REQUIREMENT: Your answer should be the line containing "use crate::store::ByteStore;" and each line after it through the end of the data below, repeated exactly.

GIVEN RECORDS below:

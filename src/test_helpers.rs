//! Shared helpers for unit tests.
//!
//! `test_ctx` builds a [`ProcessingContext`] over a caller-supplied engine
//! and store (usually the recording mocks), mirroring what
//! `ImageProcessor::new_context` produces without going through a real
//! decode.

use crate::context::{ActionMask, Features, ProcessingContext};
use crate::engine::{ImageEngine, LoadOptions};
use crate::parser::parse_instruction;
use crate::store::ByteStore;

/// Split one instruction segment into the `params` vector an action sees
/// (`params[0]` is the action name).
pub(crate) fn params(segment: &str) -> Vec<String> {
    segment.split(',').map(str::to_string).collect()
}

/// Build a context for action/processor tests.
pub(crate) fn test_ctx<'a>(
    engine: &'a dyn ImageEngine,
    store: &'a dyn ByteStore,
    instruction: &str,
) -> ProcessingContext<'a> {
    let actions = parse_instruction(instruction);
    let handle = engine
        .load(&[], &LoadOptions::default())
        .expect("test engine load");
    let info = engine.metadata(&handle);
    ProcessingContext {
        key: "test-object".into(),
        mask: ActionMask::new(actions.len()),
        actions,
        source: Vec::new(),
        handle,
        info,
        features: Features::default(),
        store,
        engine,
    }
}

End of GIVEN RECORDS.

EXERCISE RESPONSE:
use crate::store::ByteStore;

/// Split one instruction segment into the `params` vector an action sees
/// (`params[0]` is the action name).
pub(crate) fn params(segment: &str) -> Vec<String> {
    segment.split(',').map(str::to_string).collect()
}

/// Build a context for action/processor tests.
pub(crate) fn test_ctx<'a>(
    engine: &'a dyn ImageEngine,
    store: &'a dyn ByteStore,
    instruction: &str,
) -> ProcessingContext<'a> {
    let actions = parse_instruction(instruction);
    let handle = engine
        .load(&[], &LoadOptions::default())
        .expect("test engine load");
    let info = engine.metadata(&handle);
    ProcessingContext {
        key: "test-object".into(),
        mask: ActionMask::new(actions.len()),
        actions,
        source: Vec::new(),
        handle,
        info,
        features: Features::default(),
        store,
        engine,
    }
}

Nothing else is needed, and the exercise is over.